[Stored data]
★ ★ ★
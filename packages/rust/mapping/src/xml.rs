//! XML form of a mapping table.
//!
//! ```xml
//! <map>
//!   <link source="body" target="content">
//!     <filter removeTag="yes" convertHtmlEntities="no" filePath="no" crawlUrl="no"/>
//!   </link>
//! </map>
//! ```
//!
//! Flags are true only for the token `yes` (any case). String attributes are
//! omitted when unset, so an empty attribute and a missing one stay distinct.

use quick_xml::Reader;
use quick_xml::Writer;
use quick_xml::events::{BytesEnd, BytesStart, Event};

use fieldmap_shared::{FieldMapError, Result};

use crate::table::MappingTable;
use crate::target::TargetRule;

const ROOT: &str = "map";
const LINK: &str = "link";
const FILTER: &str = "filter";

const ATTR_SOURCE: &str = "source";
const ATTR_TARGET: &str = "target";
const ATTR_REMOVE_TAG: &str = "removeTag";
const ATTR_CONVERT_ENTITIES: &str = "convertHtmlEntities";
const ATTR_FILE_PATH: &str = "filePath";
const ATTR_FILE_PATH_PREFIX: &str = "filePathPrefix";
const ATTR_CRAWL_URL: &str = "crawlUrl";
const ATTR_FIND_REGEX: &str = "findRegexTag";
const ATTR_REPLACE_REGEX: &str = "replaceRegexTag";

// ---------------------------------------------------------------------------
// Reading
// ---------------------------------------------------------------------------

/// Parse every `<link>` element of `input`, in document order.
pub(crate) fn read_table(input: &str) -> Result<MappingTable> {
    let mut reader = Reader::from_str(input);
    reader.config_mut().trim_text(true);

    let mut table = MappingTable::new();
    let mut pending: Option<(String, TargetRule)> = None;

    loop {
        let event = reader.read_event().map_err(|e| {
            FieldMapError::Xml(format!("at byte {}: {e}", reader.error_position()))
        })?;

        match event {
            Event::Start(e) if e.name().as_ref() == LINK.as_bytes() => {
                pending = Some(link_head(&reader, &e)?);
            }
            Event::Empty(e) if e.name().as_ref() == LINK.as_bytes() => {
                let (source, rule) = link_head(&reader, &e)?;
                table.push(source, rule);
            }
            Event::Start(e) | Event::Empty(e) if e.name().as_ref() == FILTER.as_bytes() => {
                let attrs = attributes(&reader, &e)?;
                match pending.as_mut() {
                    Some((_, rule)) => apply_filter(rule, &attrs)?,
                    None => tracing::debug!("ignoring <filter> outside of <link>"),
                }
            }
            Event::End(e) if e.name().as_ref() == LINK.as_bytes() => {
                if let Some((source, rule)) = pending.take() {
                    table.push(source, rule);
                }
            }
            Event::Eof => break,
            _ => {}
        }
    }

    if pending.is_some() {
        return Err(FieldMapError::Xml(format!("unclosed <{LINK}> element")));
    }

    Ok(table)
}

/// Source column and a fresh rule from a `<link>` element's attributes.
fn link_head(reader: &Reader<&[u8]>, element: &BytesStart) -> Result<(String, TargetRule)> {
    let attrs = attributes(reader, element)?;
    let source = required(&attrs, ATTR_SOURCE)?;
    let target = required(&attrs, ATTR_TARGET)?;
    Ok((source, TargetRule::new(target)))
}

/// Merge one `<filter>` element into `rule`.
///
/// Flags accumulate across filters; string attributes take the last filter's
/// value, and a filter without the attribute resets it. A find pattern that
/// does not compile fails the load.
fn apply_filter(rule: &mut TargetRule, attrs: &[(String, String)]) -> Result<()> {
    if is_yes(attrs, ATTR_REMOVE_TAG) {
        rule.set_remove_tag(true);
    }
    if is_yes(attrs, ATTR_CONVERT_ENTITIES) {
        rule.set_convert_html_entities(true);
    }
    if is_yes(attrs, ATTR_FILE_PATH) {
        rule.set_file_path(true);
    }
    rule.set_file_path_prefix(optional(attrs, ATTR_FILE_PATH_PREFIX));
    if is_yes(attrs, ATTR_CRAWL_URL) {
        rule.set_crawl_url(true);
    }
    rule.set_find_regex(optional(attrs, ATTR_FIND_REGEX).as_deref())?;
    rule.set_replace_regex(optional(attrs, ATTR_REPLACE_REGEX));
    Ok(())
}

fn attributes(reader: &Reader<&[u8]>, element: &BytesStart) -> Result<Vec<(String, String)>> {
    element
        .attributes()
        .map(|attr| {
            let attr = attr.map_err(|e| FieldMapError::Xml(e.to_string()))?;
            let key = String::from_utf8_lossy(attr.key.as_ref()).into_owned();
            let value = attr
                .decode_and_unescape_value(reader.decoder())
                .map_err(|e| FieldMapError::Xml(format!("attribute {key}: {e}")))?
                .into_owned();
            Ok((key, value))
        })
        .collect()
}

fn optional(attrs: &[(String, String)], name: &str) -> Option<String> {
    attrs
        .iter()
        .find(|(key, _)| key == name)
        .map(|(_, value)| value.clone())
}

fn required(attrs: &[(String, String)], name: &str) -> Result<String> {
    optional(attrs, name)
        .ok_or_else(|| FieldMapError::Xml(format!("<{LINK}> is missing the {name:?} attribute")))
}

fn is_yes(attrs: &[(String, String)], name: &str) -> bool {
    optional(attrs, name).is_some_and(|value| value.eq_ignore_ascii_case("yes"))
}

// ---------------------------------------------------------------------------
// Writing
// ---------------------------------------------------------------------------

/// Serialize `table` with one `<filter>` per link.
pub(crate) fn write_table(table: &MappingTable) -> Result<String> {
    let mut writer = Writer::new_with_indent(Vec::new(), b' ', 2);

    write(&mut writer, Event::Start(BytesStart::new(ROOT)))?;
    for link in table.rules() {
        let mut element = BytesStart::new(LINK);
        element.push_attribute((ATTR_SOURCE, link.source.as_str()));
        element.push_attribute((ATTR_TARGET, link.target.target_name()));
        write(&mut writer, Event::Start(element))?;
        write(&mut writer, Event::Empty(filter_element(&link.target)))?;
        write(&mut writer, Event::End(BytesEnd::new(LINK)))?;
    }
    write(&mut writer, Event::End(BytesEnd::new(ROOT)))?;

    String::from_utf8(writer.into_inner()).map_err(|e| FieldMapError::Xml(e.to_string()))
}

fn filter_element(rule: &TargetRule) -> BytesStart<'_> {
    let mut filter = BytesStart::new(FILTER);
    filter.push_attribute((ATTR_REMOVE_TAG, yes_no(rule.remove_tag())));
    filter.push_attribute((ATTR_CONVERT_ENTITIES, yes_no(rule.convert_html_entities())));
    filter.push_attribute((ATTR_FILE_PATH, yes_no(rule.file_path())));
    if let Some(prefix) = rule.file_path_prefix() {
        filter.push_attribute((ATTR_FILE_PATH_PREFIX, prefix));
    }
    filter.push_attribute((ATTR_CRAWL_URL, yes_no(rule.crawl_url())));
    if let Some(find) = rule.find_regex() {
        filter.push_attribute((ATTR_FIND_REGEX, find));
    }
    if let Some(replace) = rule.replace_regex() {
        filter.push_attribute((ATTR_REPLACE_REGEX, replace));
    }
    filter
}

fn write(writer: &mut Writer<Vec<u8>>, event: Event<'_>) -> Result<()> {
    writer
        .write_event(event)
        .map_err(|e| FieldMapError::Xml(e.to_string()))
}

fn yes_no(on: bool) -> &'static str {
    if on { "yes" } else { "no" }
}

#[cfg(test)]
mod tests {
    use super::*;

    fn sample_table() -> MappingTable {
        let mut no_prefix = TargetRule::new("attachment").with_file_path(None::<String>);
        no_prefix.set_remove_tag(true);

        let mut orphan_prefix = TargetRule::new("legacy");
        orphan_prefix.set_file_path_prefix(Some("/old/".into()));

        MappingTable::new()
            .with("title", TargetRule::new("title"))
            .with(
                "body",
                TargetRule::new("content")
                    .with_remove_tag(true)
                    .with_convert_html_entities(true)
                    .with_regex(r"<\s*br\s*/?>", Some(" & "))
                    .unwrap(),
            )
            .with("doc", TargetRule::new("file").with_file_path(Some("")))
            .with("doc", no_prefix)
            .with("link", TargetRule::new("page").with_crawl_url(true))
            .with("sku", TargetRule::new("sku").with_regex(r"\d+", None::<String>).unwrap())
            .with("old", orphan_prefix)
    }

    #[test]
    fn roundtrip_preserves_every_field() {
        let table = sample_table();
        let xml = table.to_xml().expect("serialize");
        let parsed = MappingTable::from_xml(&xml).expect("parse");
        assert_eq!(parsed, table);
    }

    #[test]
    fn roundtrip_keeps_empty_and_absent_strings_apart() {
        let xml = sample_table().to_xml().unwrap();
        let parsed = MappingTable::from_xml(&xml).unwrap();

        assert_eq!(parsed.rules()[2].target.file_path_prefix(), Some(""));
        assert_eq!(parsed.rules()[3].target.file_path_prefix(), None);
        assert_eq!(parsed.rules()[5].target.replace_regex(), None);
    }

    #[test]
    fn writes_yes_and_no_tokens() {
        let table = MappingTable::new().with("a", TargetRule::new("b").with_remove_tag(true));
        let xml = table.to_xml().unwrap();
        assert!(xml.contains(r#"removeTag="yes""#));
        assert!(xml.contains(r#"crawlUrl="no""#));
        assert!(!xml.contains("filePathPrefix"));
    }

    #[test]
    fn yes_is_case_insensitive() {
        let xml = r#"<map><link source="a" target="b">
            <filter removeTag="YES" convertHtmlEntities="Yes" filePath="true" crawlUrl="on"/>
        </link></map>"#;
        let table = MappingTable::from_xml(xml).unwrap();
        let rule = &table.rules()[0].target;
        assert!(rule.remove_tag());
        assert!(rule.convert_html_entities());
        assert!(!rule.file_path());
        assert!(!rule.crawl_url());
    }

    #[test]
    fn link_without_filter_is_plain_copy() {
        let xml = r#"<map><link source="a" target="b"/><link source="c" target="d"></link></map>"#;
        let table = MappingTable::from_xml(xml).unwrap();
        assert_eq!(table.len(), 2);
        assert_eq!(table.rules()[0].target, TargetRule::new("b"));
        assert_eq!(table.rules()[1].source, "c");
    }

    #[test]
    fn multiple_filters_or_flags_and_keep_last_strings() {
        let xml = r#"<map><link source="a" target="b">
            <filter removeTag="yes" findRegexTag="x"/>
            <filter crawlUrl="yes" filePathPrefix="/p/"/>
        </link></map>"#;
        let table = MappingTable::from_xml(xml).unwrap();
        let rule = &table.rules()[0].target;
        assert!(rule.remove_tag());
        assert!(rule.crawl_url());
        assert_eq!(rule.file_path_prefix(), Some("/p/"));
        assert_eq!(rule.find_regex(), None);
    }

    #[test]
    fn escapes_pattern_characters() {
        let table = MappingTable::new().with(
            "a",
            TargetRule::new("b")
                .with_regex(r#"<[^>]*>"#, Some("\"&'"))
                .unwrap(),
        );
        let xml = table.to_xml().unwrap();
        let parsed = MappingTable::from_xml(&xml).unwrap();
        assert_eq!(parsed.rules()[0].target.find_regex(), Some("<[^>]*>"));
        assert_eq!(parsed.rules()[0].target.replace_regex(), Some("\"&'"));
    }

    #[test]
    fn roundtrip_every_flag_combination() {
        let tricky = "a\"b<c&d\ne";
        for mask in 0..16u8 {
            for text in [None, Some(""), Some(tricky)] {
                let mut rule = TargetRule::new("t");
                rule.set_remove_tag(mask & 1 != 0);
                rule.set_convert_html_entities(mask & 2 != 0);
                rule.set_file_path(mask & 4 != 0);
                rule.set_crawl_url(mask & 8 != 0);
                rule.set_file_path_prefix(text.map(String::from));
                rule.set_find_regex(text).unwrap();
                rule.set_replace_regex(text.map(String::from));

                let table = MappingTable::new().with(tricky, rule);
                let xml = table.to_xml().unwrap();
                let parsed = MappingTable::from_xml(&xml).unwrap();
                assert_eq!(parsed, table, "mask {mask:04b}, text {text:?}");
            }
        }
    }

    #[test]
    fn bad_pattern_fails_the_load() {
        let xml = r#"<map><link source="a" target="b"><filter findRegexTag="("/></link></map>"#;
        assert!(matches!(
            MappingTable::from_xml(xml),
            Err(FieldMapError::Pattern { .. })
        ));
    }

    #[test]
    fn missing_target_attribute_fails() {
        let err = MappingTable::from_xml(r#"<map><link source="a"/></map>"#).unwrap_err();
        assert!(err.to_string().contains("target"));
    }

    #[test]
    fn malformed_xml_fails() {
        assert!(MappingTable::from_xml("<map><link source=\"a\" target=\"b\"></map>").is_err());
    }

    #[test]
    fn empty_table_roundtrip() {
        let xml = MappingTable::new().to_xml().unwrap();
        assert!(MappingTable::from_xml(&xml).unwrap().is_empty());
    }
}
★ ★ ★
● Work to complete: Which of the lines in the data hold the string "optional"? Report each of them by copying it.

● Completed task:
    rule.set_file_path_prefix(optional(attrs, ATTR_FILE_PATH_PREFIX));
    rule.set_find_regex(optional(attrs, ATTR_FIND_REGEX).as_deref())?;
    rule.set_replace_regex(optional(attrs, ATTR_REPLACE_REGEX));
fn optional(attrs: &[(String, String)], name: &str) -> Option<String> {
    optional(attrs, name)
    optional(attrs, name).is_some_and(|value| value.eq_ignore_ascii_case("yes"))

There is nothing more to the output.